▶ [REQUIREMENT]: From the entries below, please output exactly the lines starting at the one containing "fn get_triangle() ->" and ending at the one containing "for i in 0..4", both included.

** Opening SUPPLIED DATA block **

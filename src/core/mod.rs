//! Core business logic modules.

pub mod assembler;
pub mod config;
pub mod export;
pub mod file_loader;
pub mod file_lock;
pub mod labels;
pub mod paths;
pub mod upsert;
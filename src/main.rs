use anyhow::Result;
use clap::Parser;
use helmcred::constants;
use tracing_subscriber::EnvFilter;

fn main() -> Result<()> {
    let cli = helmcred::cli::Cli::parse();
    init_tracing(cli.verbose);
    cli.run()
}

fn init_tracing(verbose: bool) {
    let fallback = if verbose { "helmcred=debug" } else { "warn" };
    let filter = EnvFilter::try_from_env(constants::LOG_ENV)
        .unwrap_or_else(|_| EnvFilter::new(fallback));
    tracing_subscriber::fmt()
        .with_env_filter(filter)
        .with_writer(std::io::stderr)
        .with_target(false)
        .init();
}
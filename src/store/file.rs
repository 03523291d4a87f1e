//! TOML file-backed [`ResourceStore`].
//!
//! All resources live in `store.toml` under the store directory. Each call
//! holds an exclusive flock on `store.lock` for its whole read-modify-write,
//! and saves go through a temp file so readers never see a partial store.

use crate::constants;
use crate::core::file_lock::FileLock;
use crate::core::paths::StorePaths;
use crate::error::StoreError;
use crate::store::{Deadline, Resource, ResourceStore};
use crate::util::fs as store_fs;
use chrono::Utc;
use serde::{Deserialize, Serialize};
use std::fs;
use std::io::Write;
use std::path::Path;
use uuid::Uuid;

#[derive(Debug, Clone, Default, Serialize, Deserialize)]
struct StoreFile {
    #[serde(default)]
    store: StoreSection,
    #[serde(default)]
    resources: Vec<Resource>,
}

#[derive(Debug, Clone, Serialize, Deserialize)]
struct StoreSection {
    #[serde(default = "default_version")]
    version: u32,
}

impl Default for StoreSection {
    fn default() -> Self {
        Self {
            version: default_version(),
        }
    }
}

fn default_version() -> u32 {
    1
}

#[derive(Debug, Clone)]
pub struct FileStore {
    paths: StorePaths,
}

impl FileStore {
    pub fn new(paths: StorePaths) -> Self {
        Self { paths }
    }

    fn lock(&self, deadline: Deadline) -> Result<FileLock, StoreError> {
        deadline.check()?;
        store_fs::ensure_dir(&self.paths.root, constants::STORE_DIR_MODE)?;
        FileLock::exclusive_until(&self.paths.store_lock, deadline)
    }
}

impl ResourceStore for FileStore {
    fn get(
        &self,
        namespace: &str,
        name: &str,
        deadline: Deadline,
    ) -> Result<Option<Resource>, StoreError> {
        let _lock = self.lock(deadline)?;
        let store = load(&self.paths.store_toml)?;
        Ok(store
            .resources
            .into_iter()
            .find(|r| r.is_same(namespace, name)))
    }

    fn create(&self, mut resource: Resource, deadline: Deadline) -> Result<Resource, StoreError> {
        let _lock = self.lock(deadline)?;
        let mut store = load(&self.paths.store_toml)?;
        let meta = &resource.metadata;
        if store
            .resources
            .iter()
            .any(|r| r.is_same(&meta.namespace, &meta.name))
        {
            return Err(StoreError::AlreadyExists);
        }

        resource.metadata.uid = Some(Uuid::new_v4().to_string());
        resource.metadata.resource_version = Some(1);
        resource.metadata.creation_timestamp = Some(Utc::now());
        store.resources.push(resource.clone());
        store.resources.sort_by(|a, b| {
            (&a.metadata.namespace, &a.metadata.name).cmp(&(&b.metadata.namespace, &b.metadata.name))
        });

        deadline.check()?;
        save(&self.paths.store_toml, &store)?;
        Ok(resource)
    }

    fn replace(&self, resource: Resource, deadline: Deadline) -> Result<Resource, StoreError> {
        let _lock = self.lock(deadline)?;
        let mut store = load(&self.paths.store_toml)?;
        let meta = &resource.metadata;
        let existing = store
            .resources
            .iter_mut()
            .find(|r| r.is_same(&meta.namespace, &meta.name))
            .ok_or(StoreError::NotFound)?;

        let current = existing.metadata.resource_version.unwrap_or(0);
        if let Some(expected) = meta.resource_version {
            if expected != current {
                return Err(StoreError::Conflict { expected, current });
            }
        }

        existing.metadata.labels = resource.metadata.labels;
        existing.data = resource.data;
        existing.metadata.resource_version = Some(current + 1);
        let updated = existing.clone();

        deadline.check()?;
        save(&self.paths.store_toml, &store)?;
        Ok(updated)
    }
}

fn load(path: &Path) -> Result<StoreFile, StoreError> {
    if !path.exists() {
        return Ok(StoreFile::default());
    }
    let content = fs::read_to_string(path)
        .map_err(|e| StoreError::io(format!("read store {}", path.display()), e))?;
    toml::from_str(&content).map_err(|source| StoreError::Parse {
        path: path.to_path_buf(),
        source,
    })
}

fn save(path: &Path, store: &StoreFile) -> Result<(), StoreError> {
    let content = toml::to_string_pretty(store)?;
    let parent = path.parent().unwrap_or_else(|| Path::new("."));
    let mut tmp = tempfile::NamedTempFile::new_in(parent)
        .map_err(|e| StoreError::io("create temp store", e))?;
    tmp.write_all(content.as_bytes())
        .map_err(|e| StoreError::io("write store", e))?;
    tmp.flush().ok();
    store_fs::set_permissions(tmp.path(), constants::STORE_FILE_MODE)?;
    tmp.persist(path)
        .map_err(|err| StoreError::io(format!("persist store {}", path.display()), err.error))?;
    Ok(())
}
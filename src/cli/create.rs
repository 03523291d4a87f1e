use crate::cli::{parse_secret_name, CliContext};
use crate::core::assembler::{self, CredentialSources};
use crate::core::export::{self, ExportFormat};
use crate::core::labels;
use crate::core::upsert;
use crate::store::file::FileStore;
use crate::store::logged::Logged;
use crate::store::Deadline;
use anyhow::Result;
use clap::Args;
use std::path::PathBuf;

#[derive(Args, Debug)]
pub struct CreateArgs {
    /// Secret name
    #[arg(value_parser = parse_secret_name)]
    pub name: String,

    /// Basic authentication username
    #[arg(short, long)]
    pub username: Option<String>,

    /// Basic authentication password
    #[arg(short, long)]
    pub password: Option<String>,

    /// TLS authentication cert file path
    #[arg(long, value_name = "PATH")]
    pub cert_file: Option<PathBuf>,

    /// TLS authentication key file path
    #[arg(long, value_name = "PATH")]
    pub key_file: Option<PathBuf>,

    /// TLS authentication CA file path
    #[arg(long, value_name = "PATH")]
    pub ca_file: Option<PathBuf>,

    /// Label(s) as key=value, repeatable or comma-separated
    #[arg(long, value_name = "KEY=VALUE", value_delimiter = ',')]
    pub label: Vec<String>,

    /// Print the secret document to stdout instead of storing it
    #[arg(long)]
    pub export: bool,

    /// Document format for --export (default: json, or config export_format)
    #[arg(long, value_enum, value_name = "FORMAT")]
    pub export_format: Option<ExportFormat>,
}

/// Where an assembled record goes.
#[derive(Debug, Clone, Copy, PartialEq, Eq)]
pub enum OutputMode {
    Export(ExportFormat),
    Apply,
}

impl OutputMode {
    fn select(export: bool, format: ExportFormat) -> Self {
        if export {
            OutputMode::Export(format)
        } else {
            OutputMode::Apply
        }
    }
}

pub fn run(ctx: &CliContext, args: CreateArgs) -> Result<()> {
    let labels = labels::parse_labels(&args.label)?;
    let sources = CredentialSources {
        username: args.username,
        password: args.password,
        cert_file: args.cert_file,
        key_file: args.key_file,
        ca_file: args.ca_file,
    };
    let record = assembler::assemble(&args.name, &ctx.namespace, labels, &sources)?;

    let format = args.export_format.unwrap_or(ctx.export_format);
    match OutputMode::select(args.export, format) {
        OutputMode::Export(format) => {
            let stdout = std::io::stdout();
            export::export(&record, format, &mut stdout.lock())?;
        }
        OutputMode::Apply => {
            let store = Logged::new(FileStore::new(ctx.paths.clone()));
            let deadline = Deadline::after(ctx.timeout);
            let outcome = upsert::upsert(&store, &record, deadline)?;
            println!(
                "secret '{}' {} in '{}' namespace",
                record.name(),
                outcome.verb(),
                record.namespace()
            );
        }
    }
    Ok(())
}
//! 3-dimensional vector type
use std::ops::{Add, AddAssign, BitXor, Div, DivAssign, Index, IndexMut, Mul, MulAssign, Neg, Sub, SubAssign};

use approx::{AbsDiffEq, RelativeEq, UlpsEq};

/// A 3-dimensional vector type, used for positions and displacements.
///
/// A `Vector3D` implement all the arithmetic operations:
///
/// ```
/// # use linkcell::Vector3D;
/// let u = Vector3D::new(1.0, 2.0, 3.0);
/// let v = Vector3D::new(4.0, -2.0, 1.0);
///
/// // Indexing
/// assert_eq!(u[0], 1.0);
/// assert_eq!(u[1], 2.0);
/// assert_eq!(u[2], 3.0);
///
/// // Addition
/// let w = u + v;
/// assert_eq!(w, Vector3D::new(5.0, 0.0, 4.0));
///
/// // Subtraction
/// let w = u - v;
/// assert_eq!(w, Vector3D::new(-3.0, 4.0, 2.0));
///
/// // Negation
/// let w = -u;
/// assert_eq!(w, Vector3D::new(-1.0, -2.0, -3.0));
///
/// // Cross product
/// let w = u ^ v;
/// assert_eq!(w, Vector3D::new(8.0, 11.0, -10.0));
///
/// // Multiplication
/// let w = 2.0 * u;
/// assert_eq!(w, Vector3D::new(2.0, 4.0, 6.0));
///
/// let w = u * 1.5;
/// assert_eq!(w, Vector3D::new(1.5, 3.0, 4.5));
///
/// // Dot product
/// let a = u * v;
/// assert_eq!(a, 3.0);
///
/// // Division
/// let w = u / 2.0;
/// assert_eq!(w, Vector3D::new(0.5, 1.0, 1.5));
/// ```
#[derive(Copy, Clone, Debug, PartialEq, Default)]
pub struct Vector3D([f64; 3]);

impl Vector3D {
    /// Create a new `Vector3D` with components `x`, `y`, `z`
    pub fn new(x: f64, y: f64, z: f64) -> Vector3D {
        Vector3D([x, y, z])
    }

    /// Create a new `Vector3D` with all components set to zero
    pub fn zero() -> Vector3D {
        Vector3D([0.0, 0.0, 0.0])
    }

    /// Get the x component of this vector
    pub fn x(&self) -> f64 {
        self.0[0]
    }

    /// Get the y component of this vector
    pub fn y(&self) -> f64 {
        self.0[1]
    }

    /// Get the z component of this vector
    pub fn z(&self) -> f64 {
        self.0[2]
    }

    /// Return the squared euclidean norm of a `Vector3D`
    #[inline]
    pub fn norm2(&self) -> f64 {
        self * self
    }

    /// Return the euclidean norm of a `Vector3D`
    #[inline]
    pub fn norm(&self) -> f64 {
        f64::sqrt(self.norm2())
    }

    /// Normalize a `Vector3D`, returning a vector with the same direction and
    /// a norm of 1
    #[inline]
    pub fn normalized(&self) -> Vector3D {
        self / self.norm()
    }
}

impl From<[f64; 3]> for Vector3D {
    fn from(array: [f64; 3]) -> Vector3D {
        Vector3D(array)
    }
}

impl From<Vector3D> for [f64; 3] {
    fn from(vector: Vector3D) -> [f64; 3] {
        vector.0
    }
}

impl Index<usize> for Vector3D {
    type Output = f64;
    #[inline]
    fn index(&self, index: usize) -> &f64 {
        &self.0[index]
    }
}

impl IndexMut<usize> for Vector3D {
    #[inline]
    fn index_mut(&mut self, index: usize) -> &mut f64 {
        &mut self.0[index]
    }
}

impl_arithmetic!(
    Vector3D, Vector3D, Add, add, Vector3D,
    self, other,
    Vector3D::new(self[0] + other[0], self[1] + other[1], self[2] + other[2])
);

impl_inplace_arithmetic!(
    Vector3D, Vector3D, AddAssign, add_assign,
    self, other,
    {
        self[0] += other[0];
        self[1] += other[1];
        self[2] += other[2];
    }
);

impl_arithmetic!(
    Vector3D, Vector3D, Sub, sub, Vector3D,
    self, other,
    Vector3D::new(self[0] - other[0], self[1] - other[1], self[2] - other[2])
);

impl_inplace_arithmetic!(
    Vector3D, Vector3D, SubAssign, sub_assign,
    self, other,
    {
        self[0] -= other[0];
        self[1] -= other[1];
        self[2] -= other[2];
    }
);

// dot product
impl_arithmetic!(
    Vector3D, Vector3D, Mul, mul, f64,
    self, other,
    self[0] * other[0] + self[1] * other[1] + self[2] * other[2]
);

// cross product
impl_arithmetic!(
    Vector3D, Vector3D, BitXor, bitxor, Vector3D,
    self, other,
    {
        let x = self[1] * other[2] - self[2] * other[1];
        let y = self[2] * other[0] - self[0] * other[2];
        let z = self[0] * other[1] - self[1] * other[0];
        Vector3D::new(x, y, z)
    }
);

lsh_scal_arithmetic!(
    Vector3D, Mul, mul, Vector3D,
    self, other,
    Vector3D::new(self[0] * other, self[1] * other, self[2] * other)
);

rhs_scal_arithmetic!(
    Vector3D, Mul, mul, Vector3D,
    self, other,
    Vector3D::new(self * other[0], self * other[1], self * other[2])
);

lsh_scal_arithmetic!(
    Vector3D, Div, div, Vector3D,
    self, other,
    Vector3D::new(self[0] / other, self[1] / other, self[2] / other)
);

impl MulAssign<f64> for Vector3D {
    #[inline]
    fn mul_assign(&mut self, other: f64) {
        self[0] *= other;
        self[1] *= other;
        self[2] *= other;
    }
}

impl DivAssign<f64> for Vector3D {
    #[inline]
    fn div_assign(&mut self, other: f64) {
        self[0] /= other;
        self[1] /= other;
        self[2] /= other;
    }
}

impl Neg for Vector3D {
    type Output = Vector3D;
    #[inline]
    fn neg(self) -> Vector3D {
        Vector3D::new(-self[0], -self[1], -self[2])
    }
}

impl<'a> Neg for &'a Vector3D {
    type Output = Vector3D;
    #[inline]
    fn neg(self) -> Vector3D {
        Vector3D::new(-self[0], -self[1], -self[2])
    }
}

impl AbsDiffEq for Vector3D {
    type Epsilon = f64;

    fn default_epsilon() -> f64 {
        f64::default_epsilon()
    }

    fn abs_diff_eq(&self, other: &Vector3D, epsilon: f64) -> bool {
        f64::abs_diff_eq(&self[0], &other[0], epsilon) &&
        f64::abs_diff_eq(&self[1], &other[1], epsilon) &&
        f64::abs_diff_eq(&self[2], &other[2], epsilon)
    }
}

impl RelativeEq for Vector3D {
    fn default_max_relative() -> f64 {
        f64::default_max_relative()
    }

    fn relative_eq(&self, other: &Vector3D, epsilon: f64, max_relative: f64) -> bool {
        f64::relative_eq(&self[0], &other[0], epsilon, max_relative) &&
        f64::relative_eq(&self[1], &other[1], epsilon, max_relative) &&
        f64::relative_eq(&self[2], &other[2], epsilon, max_relative)
    }
}

impl UlpsEq for Vector3D {
    fn default_max_ulps() -> u32 {
        f64::default_max_ulps()
    }

    fn ulps_eq(&self, other: &Vector3D, epsilon: f64, max_ulps: u32) -> bool {
        f64::ulps_eq(&self[0], &other[0], epsilon, max_ulps) &&
        f64::ulps_eq(&self[1], &other[1], epsilon, max_ulps) &&
        f64::ulps_eq(&self[2], &other[2], epsilon, max_ulps)
    }
}
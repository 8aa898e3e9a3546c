use rand::prelude::*;

use crate::Vector3D;
use super::UnitCell;

/// A point set in a box, owning its points
pub struct TestSystem {
    pub unit_cell: UnitCell,
    pub points: Vec<Vector3D>,
}

pub fn test_system(name: &str) -> TestSystem {
    match name {
        "triangle" => get_triangle(),
        "across-boundary" => get_across_boundary(),
        "cubic-lattice" => get_cubic_lattice(),
        "random" => get_random(200, UnitCell::cubic(8.0), 42),
        _ => panic!("unknown test system {}", name)
    }
}

/// Three points close to the origin and one far away, in an aperiodic 2D box
fn get_triangle() -> TestSystem {
    TestSystem {
        unit_cell: UnitCell::square(10.0).with_periodicity([false, false, false]),
        points: vec![
            Vector3D::new(0.0, 0.0, 0.0),
            Vector3D::new(1.0, 0.0, 0.0),
            Vector3D::new(0.0, 1.0, 0.0),
            Vector3D::new(5.0, 5.0, 0.0),
        ],
    }
}

/// Two points which are only close through the periodic boundaries
fn get_across_boundary() -> TestSystem {
    TestSystem {
        unit_cell: UnitCell::square(10.0),
        points: vec![
            Vector3D::new(0.1, 0.0, 0.0),
            Vector3D::new(9.9, 0.0, 0.0),
        ],
    }
}

/// Simple cubic lattice with 4x4x4 points and a lattice spacing of 1
fn get_cubic_lattice() -> TestSystem {
    let mut points = Vec::new();
    for i in 0..4 {
        for j in 0..4 {
            for k in 0..4 {
                points.push(Vector3D::new(i as f64, j as f64, k as f64));
            }
        }
    }

    TestSystem {
        unit_cell: UnitCell::cubic(4.0),
        points: points,
    }
}

fn get_random(n_points: usize, unit_cell: UnitCell, seed: u64) -> TestSystem {
    let mut rng = StdRng::seed_from_u64(seed);
    let points = (0..n_points)
        .map(|_| {
            let fractional = Vector3D::new(
                rng.gen(),
                rng.gen(),
                if unit_cell.is_2d() { 0.0 } else { rng.gen() },
            );
            unit_cell.cartesian(fractional)
        })
        .collect();

    TestSystem {
        unit_cell: unit_cell,
        points: points,
    }
}
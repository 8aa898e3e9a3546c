use rayon::prelude::*;

use crate::{Error, Vector3D};
use crate::systems::UnitCell;

use super::{LinkCell, NeighborBond, NeighborList};
use super::{BallIterator, NearestIterator, PerPointIterator};

/// Arguments for a neighbor query.
///
/// Setting `num_neighbors` requests the `num_neighbors` nearest neighbors of
/// each query point, with `r_max` (if set) acting as an additional cutoff.
/// Otherwise, `r_max` requests all neighbors closer than `r_max`.
///
/// ```
/// # use linkcell::locality::{QueryArgs, QueryMode};
/// let args = QueryArgs::from_json(r#"{"num_neighbors": 4, "exclude_ii": true}"#).unwrap();
/// assert_eq!(args, QueryArgs::nearest(4).exclude_ii(true));
/// assert_eq!(args.mode().unwrap(), QueryMode::Nearest { num_neighbors: 4, r_max: f64::INFINITY });
/// ```
#[derive(Debug, Clone, Copy, Default, PartialEq)]
#[derive(serde::Deserialize, serde::Serialize, schemars::JsonSchema)]
#[serde(deny_unknown_fields)]
pub struct QueryArgs {
    /// Number of nearest neighbors to find for each query point
    #[serde(default)]
    pub num_neighbors: Option<usize>,
    /// Maximal distance between a query point and its neighbors
    #[serde(default)]
    pub r_max: Option<f64>,
    /// Skip pairs where the query point index is equal to the point index.
    /// This should be set when the query points are the indexed points.
    #[serde(default)]
    pub exclude_ii: bool,
}

/// The kind of query requested by a [`QueryArgs`]
#[derive(Debug, Clone, Copy, PartialEq)]
pub enum QueryMode {
    /// Find all neighbors closer than `r_max`
    Ball {
        r_max: f64,
    },
    /// Find the `num_neighbors` nearest neighbors closer than `r_max`
    Nearest {
        num_neighbors: usize,
        r_max: f64,
    },
}

impl QueryArgs {
    /// Arguments for a query of all neighbors closer than `r_max`
    pub fn ball(r_max: f64) -> QueryArgs {
        QueryArgs {
            num_neighbors: None,
            r_max: Some(r_max),
            exclude_ii: false,
        }
    }

    /// Arguments for a query of the `num_neighbors` nearest neighbors
    pub fn nearest(num_neighbors: usize) -> QueryArgs {
        QueryArgs {
            num_neighbors: Some(num_neighbors),
            r_max: None,
            exclude_ii: false,
        }
    }

    /// Set the `exclude_ii` flag
    #[must_use]
    pub fn exclude_ii(mut self, exclude_ii: bool) -> QueryArgs {
        self.exclude_ii = exclude_ii;
        return self;
    }

    /// Set the maximal distance
    #[must_use]
    pub fn with_r_max(mut self, r_max: f64) -> QueryArgs {
        self.r_max = Some(r_max);
        return self;
    }

    /// Load query arguments from a JSON string
    pub fn from_json(json: &str) -> Result<QueryArgs, Error> {
        let args = serde_json::from_str::<QueryArgs>(json)?;
        args.mode()?;
        return Ok(args);
    }

    /// Get the kind of query these arguments request, checking that all
    /// values are valid.
    pub fn mode(&self) -> Result<QueryMode, Error> {
        if let Some(r_max) = self.r_max {
            if r_max <= 0.0 || r_max.is_nan() {
                return Err(Error::InvalidParameter(format!(
                    "r_max must be positive, got {}", r_max
                )));
            }
        }

        match (self.num_neighbors, self.r_max) {
            (Some(0), _) => Err(Error::InvalidParameter(
                "num_neighbors must be positive, got 0".into()
            )),
            (Some(num_neighbors), r_max) => Ok(QueryMode::Nearest {
                num_neighbors: num_neighbors,
                r_max: r_max.unwrap_or(f64::INFINITY),
            }),
            (None, Some(r_max)) => Ok(QueryMode::Ball { r_max }),
            (None, None) => Err(Error::InvalidParameter(
                "one of num_neighbors or r_max must be set".into()
            )),
        }
    }

    /// Check these arguments for queries in the given `unit_cell`, and get
    /// the corresponding query mode.
    pub fn validate(&self, unit_cell: &UnitCell) -> Result<QueryMode, Error> {
        let mode = self.mode()?;
        if let QueryMode::Ball { r_max } = mode {
            let max_radius = unit_cell.max_image_radius();
            if r_max > max_radius {
                return Err(Error::InvalidParameter(format!(
                    "r_max ({}) is too large for this box, it must be at most \
                    half of the smallest periodic dimension ({})",
                    r_max, 2.0 * max_radius
                )));
            }
        }
        return Ok(mode);
    }
}

/// A neighbor query for a set of query points against a [`LinkCell`]
#[derive(Debug, Clone)]
pub struct LinkCellQuery<'a> {
    link_cell: &'a LinkCell<'a>,
    query_points: &'a [Vector3D],
    mode: QueryMode,
    exclude_ii: bool,
}

impl<'a> LinkCellQuery<'a> {
    pub(crate) fn new(link_cell: &'a LinkCell<'a>, query_points: &'a [Vector3D], args: &QueryArgs) -> Result<LinkCellQuery<'a>, Error> {
        let mode = args.validate(link_cell.unit_cell())?;
        return Ok(LinkCellQuery {
            link_cell: link_cell,
            query_points: query_points,
            mode: mode,
            exclude_ii: args.exclude_ii,
        });
    }

    /// Get the kind of query
    pub fn mode(&self) -> QueryMode {
        self.mode
    }

    /// Get the number of query points
    pub fn len(&self) -> usize {
        self.query_points.len()
    }

    /// Check if there are no query points
    pub fn is_empty(&self) -> bool {
        self.query_points.is_empty()
    }

    /// Get an iterator over the neighbors of the query point at index `i`
    pub fn query_point(&self, i: usize) -> PerPointIterator<'a> {
        let query_point = self.query_points[i];
        match self.mode {
            QueryMode::Ball { r_max } => PerPointIterator::Ball(BallIterator::new(
                self.link_cell, query_point, i, r_max, self.exclude_ii
            )),
            QueryMode::Nearest { num_neighbors, r_max } => PerPointIterator::Nearest(NearestIterator::new(
                self.link_cell, query_point, i, num_neighbors, r_max, self.exclude_ii
            )),
        }
    }

    /// Run the query for all query points in parallel, and collect the
    /// results in a [`NeighborList`] sorted by query point, then distance,
    /// then point index.
    #[time_graph::instrument(name = "LinkCellQuery::to_neighbor_list")]
    pub fn to_neighbor_list(&self) -> NeighborList {
        let bonds = crate::parallel::install(|| {
            (0..self.query_points.len()).into_par_iter()
                .map(|i| {
                    let mut bonds = self.query_point(i).collect::<Vec<_>>();
                    bonds.sort_unstable_by(NeighborBond::cmp_by_distance);
                    bonds
                })
                .collect::<Vec<_>>()
        });

        return NeighborList::from_bonds(
            bonds.into_iter().flatten().collect(),
            self.query_points.len(),
            self.link_cell.points().len(),
        );
    }
}
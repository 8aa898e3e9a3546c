#![allow(dead_code)]

use std::cmp::Ordering;

use rand::prelude::*;

use linkcell::{UnitCell, Vector3D};

/// Boxes used to check the neighbor queries, with a name for error messages
pub fn test_cells() -> Vec<(&'static str, UnitCell)> {
    vec![
        ("periodic cubic", UnitCell::cubic(10.0)),
        ("aperiodic cubic", UnitCell::cubic(10.0).with_periodicity([false, false, false])),
        ("mixed orthorhombic", UnitCell::orthorhombic(8.0, 10.0, 6.0).with_periodicity([true, false, true])),
        ("triclinic", UnitCell::triclinic(9.0, 10.0, 11.0, 80.0, 95.0, 105.0)),
        ("periodic square", UnitCell::square(10.0)),
        ("aperiodic rectangle", UnitCell::rectangle(12.0, 7.0).with_periodicity([false, false, false])),
        ("mixed rectangle", UnitCell::rectangle(12.0, 7.0).with_periodicity([false, true, false])),
    ]
}

/// Generate `n_points` random points inside `unit_cell`
pub fn random_points(unit_cell: &UnitCell, n_points: usize, seed: u64) -> Vec<Vector3D> {
    let mut rng = StdRng::seed_from_u64(seed);
    (0..n_points)
        .map(|_| {
            let x = rng.gen::<f64>();
            let y = rng.gen::<f64>();
            let z = if unit_cell.is_2d() { 0.0 } else { rng.gen::<f64>() };
            unit_cell.cartesian(Vector3D::new(x, y, z))
        })
        .collect()
}

/// All pairs `(query point, point)` closer than `r_max`, by brute force
pub fn brute_force_ball(
    unit_cell: &UnitCell,
    points: &[Vector3D],
    query_points: &[Vector3D],
    r_max: f64,
    exclude_ii: bool,
) -> Vec<(usize, usize)> {
    let mut pairs = Vec::new();
    for (i, &query_point) in query_points.iter().enumerate() {
        for (j, &point) in points.iter().enumerate() {
            if exclude_ii && i == j {
                continue;
            }

            if unit_cell.distance2(query_point, point) < r_max * r_max {
                pairs.push((i, j));
            }
        }
    }
    return pairs;
}

/// Indexes of the `k` nearest points to `query_point` closer than `r_max`,
/// sorted by distance then index, by brute force
pub fn brute_force_nearest(
    unit_cell: &UnitCell,
    points: &[Vector3D],
    query_index: usize,
    query_point: Vector3D,
    k: usize,
    r_max: f64,
    exclude_ii: bool,
) -> Vec<(usize, f64)> {
    let mut candidates = Vec::new();
    for (j, &point) in points.iter().enumerate() {
        if exclude_ii && j == query_index {
            continue;
        }

        let distance2 = unit_cell.distance2(query_point, point);
        if distance2 < r_max * r_max {
            candidates.push((j, distance2.sqrt()));
        }
    }

    candidates.sort_by(|a, b| match a.1.total_cmp(&b.1) {
        Ordering::Equal => a.0.cmp(&b.0),
        ordering => ordering,
    });
    candidates.truncate(k);
    return candidates;
}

** Closing SUPPLIED DATA block **

▶ [EXPECTED ANSWER]:
fn get_triangle() -> TestSystem {
    TestSystem {
        unit_cell: UnitCell::square(10.0).with_periodicity([false, false, false]),
        points: vec![
            Vector3D::new(0.0, 0.0, 0.0),
            Vector3D::new(1.0, 0.0, 0.0),
            Vector3D::new(0.0, 1.0, 0.0),
            Vector3D::new(5.0, 5.0, 0.0),
        ],
    }
}

/// Two points which are only close through the periodic boundaries
fn get_across_boundary() -> TestSystem {
    TestSystem {
        unit_cell: UnitCell::square(10.0),
        points: vec![
            Vector3D::new(0.1, 0.0, 0.0),
            Vector3D::new(9.9, 0.0, 0.0),
        ],
    }
}

/// Simple cubic lattice with 4x4x4 points and a lattice spacing of 1
fn get_cubic_lattice() -> TestSystem {
    let mut points = Vec::new();
    for i in 0..4 {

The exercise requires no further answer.